Check each line of the material below for "HashMap", then copy the ones that contain it.

----

//! Catalogs chapter text dumps and their TOC-slice counterparts on disk.

use std::collections::HashMap;
use std::fs;
use std::path::{Path, PathBuf};

use anyhow::{Context, Result};

use crate::text::normalize_key;
use crate::title::{extract_chapter_title, is_toc_label};

/// Pairs one extracted chapter-text file with its normalized title key.
#[derive(Debug, Clone)]
pub struct ChapterMatch {
    pub file: PathBuf,
    pub key: String,
}

/// Collects chapter `.txt` dumps in document order.
///
/// The indexer needs chapters in document order, so the sort key is the
/// numeric `<digits>_` filename prefix written by the extractor, with the
/// filename as a tie-break. Plain alphabetical order would only work for
/// zero-padded prefixes.
pub fn collect_chapters(chapters_dir: &Path) -> Result<Vec<ChapterMatch>> {
    let mut chapters = Vec::new();
    if !chapters_dir.exists() {
        return Ok(chapters);
    }

    let entries = fs::read_dir(chapters_dir)
        .with_context(|| format!("failed to read {}", chapters_dir.display()))?;

    for entry in entries {
        let entry = entry
            .with_context(|| format!("failed to read entry in {}", chapters_dir.display()))?;
        let path = entry.path();
        if !path.is_file() || path.extension().and_then(|value| value.to_str()) != Some("txt") {
            continue;
        }

        let Some(file_name) = path.file_name().and_then(|value| value.to_str()) else {
            continue;
        };
        if is_toc_label(file_name) {
            continue;
        }

        let key = normalize_key(&extract_chapter_title(file_name));
        chapters.push(ChapterMatch { file: path, key });
    }

    chapters.sort_by(|a, b| order_key(&a.file).cmp(&order_key(&b.file)));
    Ok(chapters)
}

fn order_key(path: &Path) -> (u64, String) {
    let name = path
        .file_name()
        .and_then(|value| value.to_str())
        .unwrap_or_default()
        .to_string();

    let index = name
        .split_once('_')
        .and_then(|(prefix, _)| prefix.parse::<u64>().ok())
        .unwrap_or(u64::MAX);

    (index, name)
}

/// Finds the chapter dump holding the printed table of contents, if any.
pub fn find_toc_file(chapters_dir: &Path) -> Result<Option<PathBuf>> {
    let entries = fs::read_dir(chapters_dir)
        .with_context(|| format!("failed to read {}", chapters_dir.display()))?;

    let mut candidates = Vec::new();
    for entry in entries {
        let entry = entry
            .with_context(|| format!("failed to read entry in {}", chapters_dir.display()))?;
        let path = entry.path();
        if !path.is_file() {
            continue;
        }
        let Some(file_name) = path.file_name().and_then(|value| value.to_str()) else {
            continue;
        };
        if is_toc_label(file_name) {
            candidates.push(path);
        }
    }

    candidates.sort();
    Ok(candidates.into_iter().next())
}

/// Maps extracted chapter titles to the TOC-slice files carrying their
/// subsection lines. Several slices per title are possible; callers take the
/// first.
pub fn toc_lookup(toc_dir: &Path) -> Result<HashMap<String, Vec<PathBuf>>> {
    let mut lookup: HashMap<String, Vec<PathBuf>> = HashMap::new();
    if !toc_dir.exists() {
        return Ok(lookup);
    }

    let entries =
        fs::read_dir(toc_dir).with_context(|| format!("failed to read {}", toc_dir.display()))?;

    for entry in entries {
        let entry =
            entry.with_context(|| format!("failed to read entry in {}", toc_dir.display()))?;
        let path = entry.path();
        if !path.is_file() {
            continue;
        }
        let Some(file_name) = path.file_name().and_then(|value| value.to_str()) else {
            continue;
        };
        if is_toc_label(file_name) {
            continue;
        }

        let title = extract_chapter_title(file_name);
        if is_toc_label(&title) {
            continue;
        }

        lookup.entry(title).or_default().push(path);
    }

    for paths in lookup.values_mut() {
        paths.sort();
    }
    Ok(lookup)
}
//! Turns alignment points into contiguous, non-overlapping section ranges.

use std::collections::HashSet;

use crate::model::Section;

/// Builds the ordered section list for one chapter.
///
/// With no matches the whole chapter is a single introduction section.
/// Otherwise candidate starts are deduplicated by body line, and a start is
/// accepted only when it sits at least `min_gap` lines past the last
/// *accepted* start, which merges clusters of matches landing in the same
/// neighborhood. The result covers `[0, total_lines - 1]` exactly once.
pub fn build_sections(
    matches: &[(usize, usize)],
    total_lines: usize,
    min_gap: usize,
) -> Vec<Section> {
    if total_lines == 0 {
        return Vec::new();
    }
    if matches.is_empty() {
        return vec![Section {
            start_line: 0,
            end_line: total_lines - 1,
            toc_index: None,
        }];
    }

    let ordered = dedupe_by_line(matches);
    let starts = pick_starts(&ordered, min_gap);

    let mut sections = Vec::with_capacity(starts.len() + 1);

    if let Some(&(_, first_line)) = starts.first() {
        if first_line > 0 {
            sections.push(Section {
                start_line: 0,
                end_line: first_line - 1,
                toc_index: None,
            });
        }
    }

    for window in starts.windows(2) {
        let (toc_index, start_line) = window[0];
        let (_, next_start) = window[1];
        sections.push(Section {
            start_line,
            end_line: next_start - 1,
            toc_index: Some(toc_index),
        });
    }

    if let Some(&(toc_index, start_line)) = starts.last() {
        sections.push(Section {
            start_line,
            end_line: total_lines - 1,
            toc_index: Some(toc_index),
        });
    }

    sections
}

/// Keeps the first pair seen per body line, then orders by body line.
fn dedupe_by_line(matches: &[(usize, usize)]) -> Vec<(usize, usize)> {
    let mut seen_lines = HashSet::new();
    let mut out = Vec::with_capacity(matches.len());

    for &pair in matches {
        if seen_lines.insert(pair.1) {
            out.push(pair);
        }
    }
    out.sort_by_key(|&(_, body_line)| body_line);
    out
}

/// Greedy start selection: always the first candidate, then every candidate
/// at least `min_gap` lines past the last accepted one.
fn pick_starts(ordered: &[(usize, usize)], min_gap: usize) -> Vec<(usize, usize)> {
    let mut starts = Vec::new();
    let Some(&first) = ordered.first() else {
        return starts;
    };

    starts.push(first);
    let mut last_line = first.1;

    for &candidate in &ordered[1..] {
        if candidate.1 - last_line >= min_gap {
            starts.push(candidate);
            last_line = candidate.1;
        }
    }
    starts
}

----

### THE COMPLETED TASK
use std::collections::HashMap;
pub fn toc_lookup(toc_dir: &Path) -> Result<HashMap<String, Vec<PathBuf>>> {
    let mut lookup: HashMap<String, Vec<PathBuf>> = HashMap::new();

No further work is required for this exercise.